use hecs::{Entity, World};
use proto::{NpcWire, ObstacleWire, PeerMsg, RacerState, SegmentWire, UpgradesWire};
use race_core::*;

use crate::error::SessionError;

/// How an inbound snapshot lands on the local copy of a remote rider.
///
/// Physics never sees this seam; a smoother policy (interpolation,
/// prediction) can replace the default without touching the systems.
pub trait Reconciler {
    fn apply_snapshot(&mut self, world: &mut World, entity: Entity, snapshot: RiderSnapshot);
}

/// Replace the stored record wholesale with whatever arrived last
#[derive(Debug, Clone, Copy, Default)]
pub struct LastWriteWins;

impl Reconciler for LastWriteWins {
    fn apply_snapshot(&mut self, world: &mut World, entity: Entity, snapshot: RiderSnapshot) {
        let Ok((racer, rider)) = world.query_one_mut::<(&mut Racer, &mut Rider)>(entity) else {
            return;
        };
        *racer = snapshot.racer;
        *rider = snapshot.rider;
    }
}

// ============================================================================
// Rider snapshots
// ============================================================================

pub fn racer_state(snapshot: &RiderSnapshot) -> RacerState {
    let RiderSnapshot { racer, rider } = snapshot;
    RacerState {
        id: rider.id,
        x: racer.x,
        y: racer.y,
        lane: racer.lane,
        target_lane: racer.target_lane,
        speed: racer.speed,
        heat: rider.heat,
        is_jumping: racer.is_jumping,
        z: racer.z,
        vz: racer.vz,
        is_crashed: racer.is_crashed,
        crash_timer: racer.crash_timer,
        rotation: rider.rotation,
        rotation_speed: rider.rotation_speed,
        total_jump_rotation: rider.total_jump_rotation,
        flips_in_current_jump: rider.flips_in_current_jump,
        combo_multiplier: rider.combo_multiplier,
        score: rider.score,
        trick_bonus: rider.trick_bonus,
        crash_count: rider.crash_count,
        top_speed: rider.top_speed,
        upgrades: UpgradesWire {
            engine: rider.upgrades.engine,
            cooling: rider.upgrades.cooling,
            turbo: rider.upgrades.turbo,
            color: rider.upgrades.color,
        },
    }
}

/// Rebuild a snapshot from the wire, bound to `control` on this peer
pub fn rider_snapshot(state: &RacerState, control: Control) -> RiderSnapshot {
    let racer = Racer {
        x: state.x,
        y: state.y,
        lane: state.lane.min(Params::LANE_COUNT - 1),
        target_lane: state.target_lane.min(Params::LANE_COUNT - 1),
        speed: state.speed.max(0.0),
        is_jumping: state.is_jumping,
        z: state.z,
        vz: state.vz,
        is_crashed: state.is_crashed,
        crash_timer: state.crash_timer,
    };
    let upgrades = Upgrades {
        engine: state.upgrades.engine,
        cooling: state.upgrades.cooling,
        turbo: state.upgrades.turbo,
        color: state.upgrades.color,
    };
    let mut rider = Rider::new(state.id, control, upgrades);
    rider.heat = state.heat;
    rider.rotation = state.rotation;
    rider.rotation_speed = state.rotation_speed;
    rider.total_jump_rotation = state.total_jump_rotation;
    rider.flips_in_current_jump = state.flips_in_current_jump;
    rider.combo_multiplier = state.combo_multiplier.max(1);
    rider.score = state.score;
    rider.trick_bonus = state.trick_bonus;
    rider.crash_count = state.crash_count;
    rider.top_speed = state.top_speed;
    RiderSnapshot { racer, rider }
}

// ============================================================================
// Track transfer
// ============================================================================

pub fn track_message(stage_index: u32, track: &Track, npcs: &[NpcSpawn]) -> PeerMsg {
    PeerMsg::InitTrack {
        stage_index,
        segments: track
            .segments
            .iter()
            .map(|s| SegmentWire {
                x: s.x,
                min_lane: s.min_lane,
                max_lane: s.max_lane,
                y_offset: s.y_offset,
            })
            .collect(),
        obstacles: track
            .obstacles
            .iter()
            .map(|o| ObstacleWire {
                x: o.x,
                lane: o.lane,
                kind: o.kind.code(),
            })
            .collect(),
        npcs: npcs
            .iter()
            .map(|n| NpcWire {
                id: n.npc.id,
                x: n.racer.x,
                y: n.racer.y,
                lane: n.racer.lane,
                speed: n.racer.speed,
                base_speed: n.npc.base_speed,
                color: n.npc.color,
            })
            .collect(),
    }
}

/// Validate a transferred track and turn it into a stage layout
pub fn adopt_track(
    segments: &[SegmentWire],
    obstacles: &[ObstacleWire],
    npcs: &[NpcWire],
) -> Result<StageLayout, SessionError> {
    let max_lane = Params::LANE_COUNT - 1;
    let corrupt = |reason: String| Err(SessionError::CorruptTrack(reason));

    if segments.is_empty() {
        return corrupt("no segments".into());
    }
    let mut track_segments = Vec::with_capacity(segments.len());
    for (i, s) in segments.iter().enumerate() {
        if !s.x.is_finite() || !s.y_offset.is_finite() {
            return corrupt(format!("segment {i} has a non-finite coordinate"));
        }
        if s.min_lane > s.max_lane || s.max_lane > max_lane {
            return corrupt(format!(
                "segment {i} has lanes {}..={}",
                s.min_lane, s.max_lane
            ));
        }
        if track_segments.last().is_some_and(|prev: &TrackSegment| s.x <= prev.x) {
            return corrupt(format!("segment {i} is out of order"));
        }
        track_segments.push(TrackSegment::new(s.x, s.min_lane, s.max_lane, s.y_offset));
    }

    let mut track_obstacles = Vec::with_capacity(obstacles.len());
    for (i, o) in obstacles.iter().enumerate() {
        let Some(kind) = ObstacleKind::from_code(o.kind) else {
            return corrupt(format!("obstacle {i} has unknown kind {}", o.kind));
        };
        if !o.x.is_finite() || o.lane > max_lane {
            return corrupt(format!("obstacle {i} is off the track"));
        }
        if track_obstacles.last().is_some_and(|prev: &Obstacle| o.x < prev.x) {
            return corrupt(format!("obstacle {i} is out of order"));
        }
        track_obstacles.push(Obstacle::new(o.x, o.lane, kind));
    }

    let mut roster = Vec::with_capacity(npcs.len());
    for n in npcs {
        if !n.x.is_finite() || !n.y.is_finite() || n.lane > max_lane {
            return corrupt(format!("npc {} has an invalid position", n.id));
        }
        let mut racer = Racer::new(n.x, n.y, n.lane);
        racer.speed = n.speed.max(0.0);
        roster.push(NpcSpawn {
            npc: Npc::new(n.id, n.base_speed, n.color),
            racer,
        });
    }

    Ok(StageLayout {
        track: Track::new(track_segments, track_obstacles),
        npcs: roster,
    })
}

#[cfg(test)]
mod tests {
    use super::*;

    fn generated() -> (Config, StageLayout) {
        let config = Config::new();
        let layout = generate(1, Theme::Dusk, 20_000.0, &config, &mut GameRng::new(5));
        (config, layout)
    }

    fn unpack(msg: PeerMsg) -> (Vec<SegmentWire>, Vec<ObstacleWire>, Vec<NpcWire>) {
        match msg {
            PeerMsg::InitTrack {
                segments,
                obstacles,
                npcs,
                ..
            } => (segments, obstacles, npcs),
            other => panic!("expected INIT_TRACK, got {}", other.name()),
        }
    }

    #[test]
    fn test_transferred_track_is_adopted_verbatim() {
        let (_config, layout) = generated();
        let (segments, obstacles, npcs) = unpack(track_message(1, &layout.track, &layout.npcs));

        let adopted = adopt_track(&segments, &obstacles, &npcs).unwrap();
        assert_eq!(adopted, layout);
    }

    #[test]
    fn test_empty_track_is_rejected() {
        let err = adopt_track(&[], &[], &[]).unwrap_err();
        assert!(matches!(err, SessionError::CorruptTrack(_)));
        assert!(err.is_fatal());
    }

    #[test]
    fn test_bad_segments_are_rejected() {
        let seg = |x: f64, min_lane: u8, max_lane: u8| SegmentWire {
            x,
            min_lane,
            max_lane,
            y_offset: 0.0,
        };
        assert!(adopt_track(&[seg(0.0, 2, 1)], &[], &[]).is_err());
        assert!(adopt_track(&[seg(0.0, 0, 4)], &[], &[]).is_err());
        assert!(adopt_track(&[seg(0.0, 0, 3), seg(0.0, 0, 3)], &[], &[]).is_err());
        assert!(adopt_track(&[seg(f64::NAN, 0, 3)], &[], &[]).is_err());
    }

    #[test]
    fn test_bad_obstacles_are_rejected() {
        let (_config, layout) = generated();
        let (segments, mut obstacles, npcs) =
            unpack(track_message(1, &layout.track, &layout.npcs));
        obstacles[0].kind = 42;
        assert!(adopt_track(&segments, &obstacles, &npcs).is_err());

        let (segments, mut obstacles, npcs) =
            unpack(track_message(1, &layout.track, &layout.npcs));
        obstacles.swap(0, 1);
        assert!(adopt_track(&segments, &obstacles, &npcs).is_err());
    }

    #[test]
    fn test_snapshot_wire_preserves_the_record() {
        let mut racer = Racer::new(812.0, 95.0, 1);
        racer.speed = 4.2;
        racer.launch(2.5);
        racer.z = 7.0;
        let mut rider = Rider::new(1, Control::Local { slot: 0 }, Upgrades::default());
        rider.heat = 55.5;
        rider.combo_multiplier = 3;
        rider.trick_bonus = 1500;
        rider.score = 1581;
        let snapshot = RiderSnapshot { racer, rider };

        let restored = rider_snapshot(&racer_state(&snapshot), Control::Remote);

        assert_eq!(restored.racer, snapshot.racer);
        assert_eq!(restored.rider.control, Control::Remote);
        assert_eq!(restored.rider.heat, 55.5);
        assert_eq!(restored.rider.combo_multiplier, 3);
        assert_eq!(restored.rider.score, 1581);
    }

    #[test]
    fn test_last_write_wins_replaces_both_components() {
        let mut world = World::new();
        let entity = world.spawn((
            Racer::new(20.0, 70.0, 0),
            Rider::new(1, Control::Remote, Upgrades::default()),
        ));
        let mut racer = Racer::new(500.0, 90.0, 1);
        racer.crash(30);
        let mut rider = Rider::new(1, Control::Remote, Upgrades::default());
        rider.crash_count = 4;

        LastWriteWins.apply_snapshot(&mut world, entity, RiderSnapshot { racer, rider });

        assert_eq!(*world.get::<&Racer>(entity).unwrap(), racer);
        assert_eq!(world.get::<&Rider>(entity).unwrap().crash_count, 4);
    }
}
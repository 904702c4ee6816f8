/// Failures surfaced by a race session
#[derive(Debug, thiserror::Error)]
pub enum SessionError {
    #[error("peer message could not be decoded: {0}")]
    Decode(#[from] proto::ProtoError),
    #[error("track transfer rejected: {0}")]
    CorruptTrack(String),
    #[error("no track received from host within {0} ticks")]
    TrackTransferTimeout(u64),
    #[error("unexpected {0} message")]
    UnexpectedMessage(&'static str),
    #[error("peer send failed: {0}")]
    Send(String),
}

impl SessionError {
    /// Errors that end the session
    pub fn is_fatal(&self) -> bool {
        matches!(
            self,
            SessionError::CorruptTrack(_) | SessionError::TrackTransferTimeout(_)
        )
    }
}
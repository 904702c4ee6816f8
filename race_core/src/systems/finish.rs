use hecs::World;

use crate::components::*;
use crate::config::Config;
use crate::resources::*;
use crate::systems::propulsion::distance_score;

/// End the stage once any rider has covered the full distance
pub fn check_finish(world: &mut World, config: &Config) -> Option<RaceOutcome> {
    let finished = world
        .query_mut::<(&Racer, &Rider)>()
        .into_iter()
        .any(|(_e, (racer, _rider))| distance_score(racer.x) >= config.stage_length);
    if !finished {
        return None;
    }

    let mut results: Vec<RaceResult> = world
        .query_mut::<&Rider>()
        .into_iter()
        .map(|(_e, rider)| RaceResult {
            rider_id: rider.id,
            score: rider.score,
            crashes: rider.crash_count,
        })
        .collect();
    results.sort_by_key(|r| r.rider_id);

    log::info!("stage complete: {:?}", results);
    Some(RaceOutcome::StageComplete { results })
}
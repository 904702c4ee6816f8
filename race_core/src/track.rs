use crate::params::Params;

/// Lane bounds and vertical offset governing `[x, next.x)`
#[derive(Debug, Clone, Copy, PartialEq)]
pub struct TrackSegment {
    pub x: f64,
    pub min_lane: u8,
    pub max_lane: u8,
    pub y_offset: f64,
}

impl TrackSegment {
    pub fn new(x: f64, min_lane: u8, max_lane: u8, y_offset: f64) -> Self {
        Self {
            x,
            min_lane,
            max_lane,
            y_offset,
        }
    }

    /// All four lanes open, no offset
    pub fn full_width() -> Self {
        Self::new(0.0, 0, Params::LANE_COUNT - 1, 0.0)
    }

    pub fn allows(&self, lane: i32) -> bool {
        lane >= self.min_lane as i32 && lane <= self.max_lane as i32
    }

    pub fn clamp_lane(&self, lane: u8) -> u8 {
        lane.clamp(self.min_lane, self.max_lane)
    }

    pub fn lane_span(&self) -> u8 {
        self.max_lane - self.min_lane + 1
    }
}

#[derive(Debug, Clone, Copy, PartialEq, Eq, Hash)]
pub enum ObstacleKind {
    Bump,
    Ramp,
    Mud,
    BigRamp,
    OilSlick,
    Hurdle,
    Water,
    Gravel,
}

impl ObstacleKind {
    pub const ALL: [ObstacleKind; 8] = [
        ObstacleKind::Bump,
        ObstacleKind::Ramp,
        ObstacleKind::Mud,
        ObstacleKind::BigRamp,
        ObstacleKind::OilSlick,
        ObstacleKind::Hurdle,
        ObstacleKind::Water,
        ObstacleKind::Gravel,
    ];

    /// Stable wire code
    pub fn code(self) -> u8 {
        self as u8
    }

    pub fn from_code(code: u8) -> Option<Self> {
        Self::ALL.get(code as usize).copied()
    }

    /// Launch multiplier applied to the base jump force, if this obstacle launches riders
    pub fn launch_scale(self) -> Option<f64> {
        match self {
            ObstacleKind::Bump => Some(0.75),
            ObstacleKind::Ramp => Some(1.0),
            ObstacleKind::BigRamp => Some(1.6),
            _ => None,
        }
    }
}

#[derive(Debug, Clone, Copy, PartialEq)]
pub struct Obstacle {
    pub x: f64,
    pub lane: u8,
    pub kind: ObstacleKind,
}

impl Obstacle {
    pub fn new(x: f64, lane: u8, kind: ObstacleKind) -> Self {
        Self { x, lane, kind }
    }
}

/// Segments and obstacles of one stage, both ordered by ascending x
#[derive(Debug, Clone, Default, PartialEq)]
pub struct Track {
    pub segments: Vec<TrackSegment>,
    pub obstacles: Vec<Obstacle>,
}

impl Track {
    pub fn new(segments: Vec<TrackSegment>, obstacles: Vec<Obstacle>) -> Self {
        Self {
            segments,
            obstacles,
        }
    }

    /// Segment with the greatest start `<= x`.
    ///
    /// An empty track resolves to the full-width default. Positions before
    /// the first segment resolve to the first segment.
    pub fn layout_at(&self, x: f64) -> TrackSegment {
        let Some(first) = self.segments.first() else {
            return TrackSegment::full_width();
        };
        let idx = self.segments.partition_point(|s| s.x <= x);
        if idx == 0 {
            *first
        } else {
            self.segments[idx - 1]
        }
    }

    /// Obstacles whose x lies strictly within `reach` of `x`
    pub fn obstacles_near(&self, x: f64, reach: f64) -> &[Obstacle] {
        let start = self.obstacles.partition_point(|o| o.x <= x - reach);
        let end = self.obstacles.partition_point(|o| o.x < x + reach);
        &self.obstacles[start..end.max(start)]
    }
}
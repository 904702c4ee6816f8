use race_core::Params;

/// Session-level tuning, separate from the per-tick race constants
#[derive(Debug, Clone)]
pub struct SessionConfig {
    pub seed: u64,                        // Root seed for every generated stage
    pub sync_interval_ticks: u64,         // SYNC_STATE cadence
    pub track_transfer_timeout_ticks: u64, // Joiner gives up after this many ticks
    pub commentary_step: u32,             // Score gap between commentary requests
    pub commentary_min_interval_ms: u64,
    pub commentary_rate_limit_backoff_ms: u64,
    pub fixed_dt: f64,
    pub max_frame_dt: f64,
}

impl Default for SessionConfig {
    fn default() -> Self {
        Self {
            seed: 0x5eed,
            sync_interval_ticks: 2,
            track_transfer_timeout_ticks: 600,
            commentary_step: 600,
            commentary_min_interval_ms: 20_000,
            commentary_rate_limit_backoff_ms: 40_000,
            fixed_dt: Params::FIXED_DT,
            max_frame_dt: Params::MAX_FRAME_DT,
        }
    }
}

impl SessionConfig {
    pub fn new() -> Self {
        Self::default()
    }

    pub fn with_seed(seed: u64) -> Self {
        Self {
            seed,
            ..Self::default()
        }
    }
}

**To do**
Only the lines from the beginning of the material above through the line with "whatever arrived last" are wanted; extract them exactly.

**Problem solution**
use hecs::{Entity, World};
use proto::{NpcWire, ObstacleWire, PeerMsg, RacerState, SegmentWire, UpgradesWire};
use race_core::*;

use crate::error::SessionError;

/// How an inbound snapshot lands on the local copy of a remote rider.
///
/// Physics never sees this seam; a smoother policy (interpolation,
/// prediction) can replace the default without touching the systems.
pub trait Reconciler {
    fn apply_snapshot(&mut self, world: &mut World, entity: Entity, snapshot: RiderSnapshot);
}

/// Replace the stored record wholesale with whatever arrived last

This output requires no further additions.